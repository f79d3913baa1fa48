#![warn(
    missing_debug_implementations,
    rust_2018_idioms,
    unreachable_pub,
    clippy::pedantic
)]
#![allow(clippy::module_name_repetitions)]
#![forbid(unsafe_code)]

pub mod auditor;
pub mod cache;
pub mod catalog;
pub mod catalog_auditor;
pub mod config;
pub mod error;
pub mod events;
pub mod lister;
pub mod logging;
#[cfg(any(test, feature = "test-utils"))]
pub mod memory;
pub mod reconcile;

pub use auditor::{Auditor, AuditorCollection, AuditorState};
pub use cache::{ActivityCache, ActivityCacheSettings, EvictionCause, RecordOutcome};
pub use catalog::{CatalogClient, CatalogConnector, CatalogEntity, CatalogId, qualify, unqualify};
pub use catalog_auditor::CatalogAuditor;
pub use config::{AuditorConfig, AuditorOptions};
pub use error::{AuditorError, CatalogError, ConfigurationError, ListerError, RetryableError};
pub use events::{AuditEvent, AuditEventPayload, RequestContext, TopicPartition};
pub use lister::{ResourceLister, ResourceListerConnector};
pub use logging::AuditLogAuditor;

> **Aim of the exercise**: Copy out whichever lines of the listing contain the word "error".

> **Task output**:
pub mod error;
pub use error::{AuditorError, CatalogError, ConfigurationError, ListerError, RetryableError};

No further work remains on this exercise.